→ **WHAT IS NEEDED**
Once every line in the data that follows has been checked for the word "length", give only the number of lines that hold it.
:: ENTRIES SHOWN
use std::collections::BTreeMap;

use anyhow::{Result, anyhow, bail};

use super::{StageAnnotations, UniformStyle};
use crate::pipeline::building_context::{FRAG_COLOR, PipelineBuildingContext};
use crate::pipeline::layout::PipelineLayout;
use crate::shader::declaration::{Declaration, DeclarationCategory, LayoutQualifier};
use crate::shader::preprocessor::{ShaderPreprocessor, SourceFragment};
use crate::shader::types::{ShaderStage, matrix_columns, texture_type_for_sampler};

/// Replaces `${key}` markers. Keys are word characters and dots.
pub fn substitute_annotations(text: &str, annotations: &BTreeMap<String, String>) -> Result<String> {
    let mut out = String::with_capacity(text.len());
    let mut rest = text;
    while let Some(start) = rest.find("${") {
        out.push_str(&rest[..start]);
        let after = &rest[start + 2..];
        let key_len = after
            .find(|c: char| !(c.is_ascii_alphanumeric() || c == '_' || c == '.'))
            .unwrap_or(after.len());
        if key_len == 0 || !after[key_len..].starts_with('}') {
            out.push_str("${");
            rest = after;
            continue;
        }
        let key = &after[..key_len];
        let value = annotations
            .get(key)
            .ok_or_else(|| anyhow!("cannot find annotation \"${{{key}}}\""))?;
        out.push_str(value);
        rest = &after[key_len + 1..];
    }
    out.push_str(rest);
    Ok(out)
}

fn push_line(out: &mut String, line: &str) {
    out.push_str(line);
    out.push('\n');
}

fn split_sampler_names(name: &str) -> (String, String) {
    (format!("{name}_tex"), format!("{name}_smp"))
}

fn render_sampler(out: &mut String, decl: &Declaration, ann: &StageAnnotations) {
    let layout = ann.samplers.get(&decl.name);
    if !ann.split_samplers {
        push_line(out, &decl.render(DeclarationCategory::Sampler, layout));
        return;
    }
    let (tex, smp) = split_sampler_names(&decl.symbol);
    let shadow = decl.ty.ends_with("Shadow");
    let texture_type = texture_type_for_sampler(decl.ty.trim_end_matches("Shadow"));
    let sampler_type = if shadow { "samplerShadow" } else { "sampler" };
    let prefix = |q: Option<&LayoutQualifier>| q.map(|l| format!("{l} ")).unwrap_or_default();
    push_line(out, &format!("{}uniform {texture_type} {tex};", prefix(layout)));
    push_line(
        out,
        &format!("{}uniform {sampler_type} {smp};", prefix(ann.sampler_objects.get(&decl.name))),
    );
    push_line(out, &format!("#define {} {}({tex}, {smp})", decl.symbol, decl.ty));
}

/// Declares a matrix vertex input as one input per column plus a private
/// global of the matrix type. Returns the statement that rebuilds it.
fn render_matrix_input(out: &mut String, decl: &Declaration, layout: Option<&LayoutQualifier>) -> Option<String> {
    let (columns, column_type) = matrix_columns(&decl.ty).filter(|_| decl.length == 1)?;
    let base = layout.and_then(|l| l.location).unwrap_or(0);
    let names: Vec<String> = (0..columns).map(|i| format!("{}_{i}", decl.symbol)).collect();
    for (i, name) in names.iter().enumerate() {
        let location = LayoutQualifier::location(base + i as u32);
        push_line(out, &format!("{location} in {column_type} {name};"));
    }
    push_line(out, &format!("{} {};", decl.ty, decl.symbol));
    Some(format!("{} = {}({});", decl.symbol, decl.ty, names.join(", ")))
}

/// Phase two: final GLSL for one stage from its parsed parts and a policy's annotations.
pub fn render_stage(ctx: &PipelineBuildingContext, layout: &PipelineLayout, ann: &StageAnnotations) -> Result<String> {
    let pre = ctx
        .stage(ann.stage)
        .ok_or_else(|| anyhow!("no {} stage in pipeline", ann.stage))?;
    if pre.is_verbatim() {
        let text = pre
            .fragments()
            .iter()
            .map(|f| match f {
                SourceFragment::Text(t) => t.as_str(),
                SourceFragment::EntryDefinition => "",
            })
            .collect::<String>();
        return substitute_annotations(&text, &ann.annotations);
    }

    let mut out = String::new();
    push_line(&mut out, &format!("#version {}", ann.version));
    for ext in &pre.extensions {
        push_line(&mut out, ext);
    }
    for line in &ann.macros {
        push_line(&mut out, line);
    }
    for (name, value) in &ctx.defines {
        match value {
            Some(value) => push_line(&mut out, &format!("#define {name} {value}")),
            None => push_line(&mut out, &format!("#define {name}")),
        }
    }
    out.push('\n');

    for include in &pre.includes {
        push_line(&mut out, include);
    }
    for s in &pre.structs {
        push_line(&mut out, s);
    }

    render_uniforms(&mut out, pre, layout, ann)?;

    for decl in pre.samplers.iter() {
        render_sampler(&mut out, decl, ann);
    }
    for decl in pre.images.iter() {
        let mut decl = decl.clone();
        if let Some(access) = ann.access.get(&decl.name) {
            decl.access = Some(*access);
        }
        push_line(&mut out, &decl.render(DeclarationCategory::Image, ann.images.get(&decl.name)));
    }
    for decl in pre.buffers.iter() {
        let mut decl = decl.clone();
        if let Some(access) = ann.access.get(&decl.name) {
            decl.access = Some(*access);
        }
        push_line(&mut out, &decl.render(DeclarationCategory::Buffer, ann.buffers.get(&decl.name)));
    }
    let mut prologue = Vec::new();
    for decl in pre.ins.iter() {
        let layout = ann.inputs.get(&decl.name);
        if ann.stage == ShaderStage::Vertex && ann.split_matrix_inputs {
            if let Some(rebuild) = render_matrix_input(&mut out, decl, layout) {
                prologue.push(rebuild);
                continue;
            }
        }
        push_line(&mut out, &decl.render(DeclarationCategory::In, layout));
    }
    for decl in pre.outs.iter() {
        push_line(&mut out, &decl.render(DeclarationCategory::Out, ann.outputs.get(&decl.name)));
    }
    out.push('\n');

    for fragment in pre.fragments() {
        match fragment {
            SourceFragment::Text(t) => out.push_str(t),
            SourceFragment::EntryDefinition => {
                if let Some(def) = pre.entry_definition() {
                    push_line(&mut out, &def);
                }
            }
        }
    }

    let output = match ann.stage {
        ShaderStage::Vertex => "gl_Position".to_string(),
        _ => ann
            .annotations
            .get("frag.color")
            .cloned()
            .unwrap_or_else(|| FRAG_COLOR.to_string()),
    };
    if let Some(main) = pre.synthesized_main(&output, &prologue) {
        out.push('\n');
        push_line(&mut out, &main);
    }
    substitute_annotations(&out, &ann.annotations)
}

fn render_uniforms(
    out: &mut String,
    pre: &ShaderPreprocessor,
    layout: &PipelineLayout,
    ann: &StageAnnotations,
) -> Result<()> {
    if pre.uniforms.is_empty() {
        return Ok(());
    }
    match &ann.uniforms {
        UniformStyle::Loose => {
            for decl in pre.uniforms.iter() {
                push_line(out, &decl.render(DeclarationCategory::Uniform, None));
            }
        }
        UniformStyle::Block(qualifier) => {
            let Some(idx) = layout.ubo_for_stage(ann.stage) else {
                bail!("{} stage declares uniforms but owns no uniform block", ann.stage);
            };
            let ubo = &layout.ubos[idx];
            push_line(out, &format!("{qualifier} uniform {} {{", ubo.block_name()));
            for uniform in ubo.uniforms() {
                let suffix = if uniform.length > 1 {
                    format!("[{}]", uniform.length)
                } else {
                    String::new()
                };
                push_line(out, &format!("    {} {}{};", uniform.glsl_type(), uniform.name, suffix));
            }
            push_line(out, "};");
        }
    }
    Ok(())
}

#[cfg(test)]
mod tests {
    use super::*;
    use crate::backend::standard_annotations;

    #[test]
    fn test_substitute_annotations() {
        let text = "${vert.out} vec2 v_Uv;\n${frag.color} = vec4(1.0); // cost: ${ not a key";
        let out = substitute_annotations(text, &standard_annotations()).unwrap();
        assert_eq!(out, "out vec2 v_Uv;\nFragColor = vec4(1.0); // cost: ${ not a key");
    }

    #[test]
    fn test_unknown_annotation_is_fatal() {
        let err = substitute_annotations("${frag.depth}", &standard_annotations()).unwrap_err();
        assert!(format!("{err:#}").contains("cannot find annotation \"${frag.depth}\""));
    }

    #[test]
    fn test_split_sampler_rendering() {
        let decl = Declaration::new("u_Texture0", "u_Texture0", "sampler2D");
        let mut ann = StageAnnotations::new(ShaderStage::Fragment, "450");
        ann.split_samplers = true;
        ann.samplers.insert(decl.name.clone(), LayoutQualifier::binding(Some(2), 0));
        ann.sampler_objects.insert(decl.name.clone(), LayoutQualifier::binding(Some(2), 3));
        let mut out = String::new();
        render_sampler(&mut out, &decl, &ann);
        assert_eq!(
            out,
            "layout(set = 2, binding = 0) uniform texture2D u_Texture0_tex;\n\
             layout(set = 2, binding = 3) uniform sampler u_Texture0_smp;\n\
             #define u_Texture0 sampler2D(u_Texture0_tex, u_Texture0_smp)\n"
        );
    }

    #[test]
    fn test_matrix_input_is_split_into_columns() {
        let decl = Declaration::new("Model", "a_Model", "mat4");
        let mut out = String::new();
        let rebuild = render_matrix_input(&mut out, &decl, Some(&LayoutQualifier::location(2))).unwrap();
        assert_eq!(
            out,
            "layout(location = 2) in vec4 a_Model_0;\n\
             layout(location = 3) in vec4 a_Model_1;\n\
             layout(location = 4) in vec4 a_Model_2;\n\
             layout(location = 5) in vec4 a_Model_3;\n\
             mat4 a_Model;\n"
        );
        assert_eq!(rebuild, "a_Model = mat4(a_Model_0, a_Model_1, a_Model_2, a_Model_3);");

        let vector = Declaration::new("Position", "a_Position", "vec3");
        assert!(render_matrix_input(&mut out, &vector, None).is_none());
    }
}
::::
→ **ANSWER SPACE**
3